[Activity]
Set down again exactly the lines of the listing below that fall between the line holding "Manager/Ticker wiring and" and the line holding "self.tickers.lock().push(ticker.clone());", inclusive.

[Task data]
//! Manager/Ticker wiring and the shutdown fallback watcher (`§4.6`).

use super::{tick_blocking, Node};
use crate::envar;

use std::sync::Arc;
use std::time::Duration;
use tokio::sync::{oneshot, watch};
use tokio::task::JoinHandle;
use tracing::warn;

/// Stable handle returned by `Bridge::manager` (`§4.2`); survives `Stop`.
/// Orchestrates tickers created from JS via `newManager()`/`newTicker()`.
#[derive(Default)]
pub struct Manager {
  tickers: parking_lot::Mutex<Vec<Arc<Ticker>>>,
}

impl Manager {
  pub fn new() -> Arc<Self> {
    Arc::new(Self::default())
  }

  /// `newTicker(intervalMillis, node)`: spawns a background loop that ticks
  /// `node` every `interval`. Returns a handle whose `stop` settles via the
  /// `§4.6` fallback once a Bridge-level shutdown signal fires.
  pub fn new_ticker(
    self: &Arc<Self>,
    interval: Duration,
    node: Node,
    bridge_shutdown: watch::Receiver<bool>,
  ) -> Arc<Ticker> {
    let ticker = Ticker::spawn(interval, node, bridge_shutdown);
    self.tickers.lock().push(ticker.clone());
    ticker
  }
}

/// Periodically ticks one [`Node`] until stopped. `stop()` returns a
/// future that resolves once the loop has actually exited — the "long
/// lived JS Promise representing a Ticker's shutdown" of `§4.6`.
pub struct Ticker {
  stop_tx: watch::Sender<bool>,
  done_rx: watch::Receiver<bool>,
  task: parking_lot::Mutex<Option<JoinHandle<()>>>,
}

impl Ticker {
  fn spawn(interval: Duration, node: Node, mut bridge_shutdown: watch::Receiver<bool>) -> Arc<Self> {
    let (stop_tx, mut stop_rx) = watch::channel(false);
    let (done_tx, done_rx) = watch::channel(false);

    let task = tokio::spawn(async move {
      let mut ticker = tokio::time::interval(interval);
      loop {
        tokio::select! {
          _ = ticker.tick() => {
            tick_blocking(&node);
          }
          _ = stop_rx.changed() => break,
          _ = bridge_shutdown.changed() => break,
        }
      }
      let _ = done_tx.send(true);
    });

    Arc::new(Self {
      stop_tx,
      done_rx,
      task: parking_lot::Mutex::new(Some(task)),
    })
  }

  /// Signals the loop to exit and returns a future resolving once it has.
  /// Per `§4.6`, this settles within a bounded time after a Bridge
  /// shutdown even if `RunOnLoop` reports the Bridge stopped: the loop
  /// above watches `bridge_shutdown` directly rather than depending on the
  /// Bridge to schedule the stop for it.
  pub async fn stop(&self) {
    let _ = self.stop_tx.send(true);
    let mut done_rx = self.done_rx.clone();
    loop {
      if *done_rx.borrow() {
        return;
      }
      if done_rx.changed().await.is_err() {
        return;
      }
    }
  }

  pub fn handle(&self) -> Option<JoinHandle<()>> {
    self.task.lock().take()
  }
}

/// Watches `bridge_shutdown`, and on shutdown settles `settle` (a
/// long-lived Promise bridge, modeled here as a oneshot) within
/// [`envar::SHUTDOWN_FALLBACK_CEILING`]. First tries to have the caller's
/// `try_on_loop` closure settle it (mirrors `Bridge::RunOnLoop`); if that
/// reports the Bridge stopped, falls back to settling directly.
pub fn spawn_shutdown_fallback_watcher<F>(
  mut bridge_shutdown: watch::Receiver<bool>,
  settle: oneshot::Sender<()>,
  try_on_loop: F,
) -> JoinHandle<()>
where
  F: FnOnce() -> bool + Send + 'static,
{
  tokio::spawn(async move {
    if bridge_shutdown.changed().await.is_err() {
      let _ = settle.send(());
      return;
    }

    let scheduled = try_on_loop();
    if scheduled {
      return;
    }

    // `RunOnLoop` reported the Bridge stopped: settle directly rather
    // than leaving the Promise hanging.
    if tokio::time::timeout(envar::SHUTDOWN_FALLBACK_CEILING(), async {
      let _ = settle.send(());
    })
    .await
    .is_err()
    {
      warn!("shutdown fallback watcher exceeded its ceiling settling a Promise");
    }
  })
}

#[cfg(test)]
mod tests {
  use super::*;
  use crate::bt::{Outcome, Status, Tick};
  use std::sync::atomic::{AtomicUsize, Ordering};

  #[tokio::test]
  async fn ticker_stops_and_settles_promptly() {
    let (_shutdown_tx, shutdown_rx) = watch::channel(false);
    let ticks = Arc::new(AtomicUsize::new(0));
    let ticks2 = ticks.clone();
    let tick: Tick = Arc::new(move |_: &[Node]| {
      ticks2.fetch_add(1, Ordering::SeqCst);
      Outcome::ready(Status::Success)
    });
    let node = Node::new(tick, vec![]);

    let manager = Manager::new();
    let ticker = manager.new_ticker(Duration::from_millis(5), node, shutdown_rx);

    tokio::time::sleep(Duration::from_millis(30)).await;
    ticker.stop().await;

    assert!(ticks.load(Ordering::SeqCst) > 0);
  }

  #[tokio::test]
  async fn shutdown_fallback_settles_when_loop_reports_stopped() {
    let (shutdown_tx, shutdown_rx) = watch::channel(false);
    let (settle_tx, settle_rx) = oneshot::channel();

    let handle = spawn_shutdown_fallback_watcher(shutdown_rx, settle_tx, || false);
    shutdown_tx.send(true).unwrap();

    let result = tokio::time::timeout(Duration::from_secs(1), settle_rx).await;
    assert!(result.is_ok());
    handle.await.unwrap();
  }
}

---

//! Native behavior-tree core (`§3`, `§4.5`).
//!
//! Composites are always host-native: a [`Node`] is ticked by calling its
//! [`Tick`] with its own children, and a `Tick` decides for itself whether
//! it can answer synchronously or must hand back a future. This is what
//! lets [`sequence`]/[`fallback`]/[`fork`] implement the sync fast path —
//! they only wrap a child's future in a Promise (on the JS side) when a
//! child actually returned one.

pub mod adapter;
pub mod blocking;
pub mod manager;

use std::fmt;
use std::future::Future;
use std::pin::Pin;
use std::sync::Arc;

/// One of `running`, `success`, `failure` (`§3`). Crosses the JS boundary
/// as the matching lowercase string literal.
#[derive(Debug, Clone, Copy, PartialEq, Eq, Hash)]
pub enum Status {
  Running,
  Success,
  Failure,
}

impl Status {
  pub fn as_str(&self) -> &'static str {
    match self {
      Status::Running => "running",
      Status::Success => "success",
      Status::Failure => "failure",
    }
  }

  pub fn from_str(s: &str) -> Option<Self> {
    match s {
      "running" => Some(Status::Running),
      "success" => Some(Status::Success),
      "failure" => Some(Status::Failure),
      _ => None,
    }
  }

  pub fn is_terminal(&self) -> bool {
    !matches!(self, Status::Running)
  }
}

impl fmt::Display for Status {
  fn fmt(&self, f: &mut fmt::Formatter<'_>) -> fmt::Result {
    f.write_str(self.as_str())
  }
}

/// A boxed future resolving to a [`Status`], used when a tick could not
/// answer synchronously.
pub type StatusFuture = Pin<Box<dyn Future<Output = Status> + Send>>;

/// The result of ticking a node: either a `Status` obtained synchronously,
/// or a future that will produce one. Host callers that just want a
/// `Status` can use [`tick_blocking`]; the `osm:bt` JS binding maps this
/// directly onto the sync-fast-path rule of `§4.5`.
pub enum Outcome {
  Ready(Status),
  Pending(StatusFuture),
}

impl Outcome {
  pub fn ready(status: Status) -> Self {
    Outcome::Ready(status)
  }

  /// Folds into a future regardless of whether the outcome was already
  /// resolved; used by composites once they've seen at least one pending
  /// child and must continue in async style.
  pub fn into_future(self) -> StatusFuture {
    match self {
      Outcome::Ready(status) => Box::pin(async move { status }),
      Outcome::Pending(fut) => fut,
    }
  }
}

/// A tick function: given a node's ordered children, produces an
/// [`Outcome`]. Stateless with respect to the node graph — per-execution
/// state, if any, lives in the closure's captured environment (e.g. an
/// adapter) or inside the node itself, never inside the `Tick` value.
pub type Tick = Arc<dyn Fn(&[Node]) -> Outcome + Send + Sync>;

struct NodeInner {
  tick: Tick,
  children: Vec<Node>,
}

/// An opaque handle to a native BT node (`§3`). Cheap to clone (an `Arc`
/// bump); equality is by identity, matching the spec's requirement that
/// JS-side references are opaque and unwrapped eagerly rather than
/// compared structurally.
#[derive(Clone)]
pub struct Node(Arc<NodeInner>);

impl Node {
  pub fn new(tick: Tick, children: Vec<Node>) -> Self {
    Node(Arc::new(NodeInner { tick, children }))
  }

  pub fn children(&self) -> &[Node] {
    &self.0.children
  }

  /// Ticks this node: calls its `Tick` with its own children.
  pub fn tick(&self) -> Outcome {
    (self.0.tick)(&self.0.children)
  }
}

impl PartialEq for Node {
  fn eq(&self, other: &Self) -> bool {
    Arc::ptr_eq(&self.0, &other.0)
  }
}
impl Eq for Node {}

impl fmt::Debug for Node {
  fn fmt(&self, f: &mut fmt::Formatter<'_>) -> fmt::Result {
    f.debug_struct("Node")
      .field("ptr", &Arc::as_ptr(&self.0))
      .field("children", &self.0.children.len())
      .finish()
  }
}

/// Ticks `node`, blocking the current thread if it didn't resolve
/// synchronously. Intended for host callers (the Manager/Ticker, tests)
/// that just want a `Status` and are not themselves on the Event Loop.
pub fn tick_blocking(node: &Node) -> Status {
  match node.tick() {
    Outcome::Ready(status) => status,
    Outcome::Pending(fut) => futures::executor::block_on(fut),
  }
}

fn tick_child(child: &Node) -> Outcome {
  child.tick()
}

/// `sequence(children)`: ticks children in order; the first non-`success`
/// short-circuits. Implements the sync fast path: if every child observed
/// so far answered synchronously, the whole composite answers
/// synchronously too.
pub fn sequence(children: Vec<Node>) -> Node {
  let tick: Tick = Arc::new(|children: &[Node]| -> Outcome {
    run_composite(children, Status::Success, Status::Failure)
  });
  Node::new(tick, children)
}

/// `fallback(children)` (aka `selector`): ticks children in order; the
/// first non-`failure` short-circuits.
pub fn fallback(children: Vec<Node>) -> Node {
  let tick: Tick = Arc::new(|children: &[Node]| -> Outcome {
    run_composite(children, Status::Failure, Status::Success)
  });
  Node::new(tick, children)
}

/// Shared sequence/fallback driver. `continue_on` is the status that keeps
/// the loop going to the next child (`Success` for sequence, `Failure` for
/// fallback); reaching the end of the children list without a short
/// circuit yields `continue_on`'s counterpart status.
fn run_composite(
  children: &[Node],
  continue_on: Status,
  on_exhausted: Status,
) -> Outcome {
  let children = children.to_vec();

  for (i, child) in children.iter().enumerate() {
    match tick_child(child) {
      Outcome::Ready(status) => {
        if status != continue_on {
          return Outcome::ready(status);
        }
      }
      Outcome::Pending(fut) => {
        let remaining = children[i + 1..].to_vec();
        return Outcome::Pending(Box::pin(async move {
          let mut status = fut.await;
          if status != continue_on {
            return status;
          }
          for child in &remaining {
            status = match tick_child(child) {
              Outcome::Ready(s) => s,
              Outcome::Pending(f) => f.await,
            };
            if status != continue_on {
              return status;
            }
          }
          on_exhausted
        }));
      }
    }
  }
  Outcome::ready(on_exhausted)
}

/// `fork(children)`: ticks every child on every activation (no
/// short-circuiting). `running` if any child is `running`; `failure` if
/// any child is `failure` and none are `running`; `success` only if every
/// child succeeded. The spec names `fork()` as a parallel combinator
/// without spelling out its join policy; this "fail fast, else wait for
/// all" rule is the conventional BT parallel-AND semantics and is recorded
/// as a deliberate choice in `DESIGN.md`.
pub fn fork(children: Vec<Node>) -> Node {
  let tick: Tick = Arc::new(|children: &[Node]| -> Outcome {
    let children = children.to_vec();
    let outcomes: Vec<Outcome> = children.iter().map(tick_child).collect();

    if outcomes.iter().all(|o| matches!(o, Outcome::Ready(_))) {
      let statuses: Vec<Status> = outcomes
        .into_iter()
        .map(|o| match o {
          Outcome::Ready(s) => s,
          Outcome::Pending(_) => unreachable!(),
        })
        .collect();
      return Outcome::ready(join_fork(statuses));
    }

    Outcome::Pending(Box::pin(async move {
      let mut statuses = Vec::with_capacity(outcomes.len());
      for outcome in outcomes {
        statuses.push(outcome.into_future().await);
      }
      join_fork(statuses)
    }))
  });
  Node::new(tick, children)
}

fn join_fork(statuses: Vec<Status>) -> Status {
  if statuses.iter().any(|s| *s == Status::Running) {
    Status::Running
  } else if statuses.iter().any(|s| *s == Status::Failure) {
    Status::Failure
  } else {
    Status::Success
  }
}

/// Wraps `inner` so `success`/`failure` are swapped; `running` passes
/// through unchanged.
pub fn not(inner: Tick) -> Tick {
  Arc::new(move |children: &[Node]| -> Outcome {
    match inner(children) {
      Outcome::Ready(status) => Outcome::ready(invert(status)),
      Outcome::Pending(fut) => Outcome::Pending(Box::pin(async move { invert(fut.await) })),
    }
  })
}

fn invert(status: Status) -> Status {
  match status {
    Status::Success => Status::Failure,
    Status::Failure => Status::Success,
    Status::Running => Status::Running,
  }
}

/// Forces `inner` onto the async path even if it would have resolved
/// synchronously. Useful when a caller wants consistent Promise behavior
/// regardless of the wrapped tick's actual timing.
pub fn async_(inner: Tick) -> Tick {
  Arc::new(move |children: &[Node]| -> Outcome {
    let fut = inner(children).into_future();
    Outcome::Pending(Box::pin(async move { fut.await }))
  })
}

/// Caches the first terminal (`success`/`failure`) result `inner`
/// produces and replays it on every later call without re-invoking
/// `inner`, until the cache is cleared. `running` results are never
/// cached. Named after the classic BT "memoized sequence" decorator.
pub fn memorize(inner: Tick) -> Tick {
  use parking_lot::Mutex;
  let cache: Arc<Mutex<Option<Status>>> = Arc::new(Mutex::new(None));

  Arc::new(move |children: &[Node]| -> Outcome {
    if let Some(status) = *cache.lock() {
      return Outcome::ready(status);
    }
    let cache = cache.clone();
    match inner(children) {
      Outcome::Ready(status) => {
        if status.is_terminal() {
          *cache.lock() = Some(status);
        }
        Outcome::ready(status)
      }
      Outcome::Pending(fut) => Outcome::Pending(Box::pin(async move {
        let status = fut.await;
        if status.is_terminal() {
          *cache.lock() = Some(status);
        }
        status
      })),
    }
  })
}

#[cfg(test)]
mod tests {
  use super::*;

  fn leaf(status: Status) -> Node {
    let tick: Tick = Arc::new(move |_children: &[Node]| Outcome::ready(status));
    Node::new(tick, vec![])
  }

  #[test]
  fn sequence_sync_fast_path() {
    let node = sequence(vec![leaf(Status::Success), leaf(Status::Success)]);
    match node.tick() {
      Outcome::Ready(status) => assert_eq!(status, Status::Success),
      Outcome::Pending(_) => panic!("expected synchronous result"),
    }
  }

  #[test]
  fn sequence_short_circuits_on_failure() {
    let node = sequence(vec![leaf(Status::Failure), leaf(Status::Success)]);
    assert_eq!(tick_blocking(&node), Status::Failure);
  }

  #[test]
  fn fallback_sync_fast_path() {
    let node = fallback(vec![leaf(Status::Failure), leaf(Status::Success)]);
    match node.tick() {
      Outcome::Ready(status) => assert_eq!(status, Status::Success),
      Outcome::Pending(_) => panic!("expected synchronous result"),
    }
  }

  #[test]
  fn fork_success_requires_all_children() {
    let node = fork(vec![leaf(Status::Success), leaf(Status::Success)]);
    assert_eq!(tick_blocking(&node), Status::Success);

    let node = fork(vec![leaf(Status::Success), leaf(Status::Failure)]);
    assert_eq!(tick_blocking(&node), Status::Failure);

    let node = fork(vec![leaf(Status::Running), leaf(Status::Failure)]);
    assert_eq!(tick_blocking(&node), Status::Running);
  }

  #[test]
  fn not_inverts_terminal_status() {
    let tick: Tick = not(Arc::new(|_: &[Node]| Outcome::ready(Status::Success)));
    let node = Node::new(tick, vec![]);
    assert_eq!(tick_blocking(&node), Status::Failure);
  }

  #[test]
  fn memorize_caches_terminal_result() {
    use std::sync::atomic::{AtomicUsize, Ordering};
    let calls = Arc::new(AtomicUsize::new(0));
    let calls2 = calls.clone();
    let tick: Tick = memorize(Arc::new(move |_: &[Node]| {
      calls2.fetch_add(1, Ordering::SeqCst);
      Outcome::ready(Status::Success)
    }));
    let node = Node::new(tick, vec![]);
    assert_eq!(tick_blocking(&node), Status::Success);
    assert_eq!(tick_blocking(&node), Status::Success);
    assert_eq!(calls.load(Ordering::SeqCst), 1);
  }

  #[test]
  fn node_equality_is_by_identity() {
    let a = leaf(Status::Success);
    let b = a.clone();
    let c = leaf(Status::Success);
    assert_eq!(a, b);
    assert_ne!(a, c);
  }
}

[Result of the exercise]
//! Manager/Ticker wiring and the shutdown fallback watcher (`§4.6`).

use super::{tick_blocking, Node};
use crate::envar;

use std::sync::Arc;
use std::time::Duration;
use tokio::sync::{oneshot, watch};
use tokio::task::JoinHandle;
use tracing::warn;

/// Stable handle returned by `Bridge::manager` (`§4.2`); survives `Stop`.
/// Orchestrates tickers created from JS via `newManager()`/`newTicker()`.
#[derive(Default)]
pub struct Manager {
  tickers: parking_lot::Mutex<Vec<Arc<Ticker>>>,
}

impl Manager {
  pub fn new() -> Arc<Self> {
    Arc::new(Self::default())
  }

  /// `newTicker(intervalMillis, node)`: spawns a background loop that ticks
  /// `node` every `interval`. Returns a handle whose `stop` settles via the
  /// `§4.6` fallback once a Bridge-level shutdown signal fires.
  pub fn new_ticker(
    self: &Arc<Self>,
    interval: Duration,
    node: Node,
    bridge_shutdown: watch::Receiver<bool>,
  ) -> Arc<Ticker> {
    let ticker = Ticker::spawn(interval, node, bridge_shutdown);
    self.tickers.lock().push(ticker.clone());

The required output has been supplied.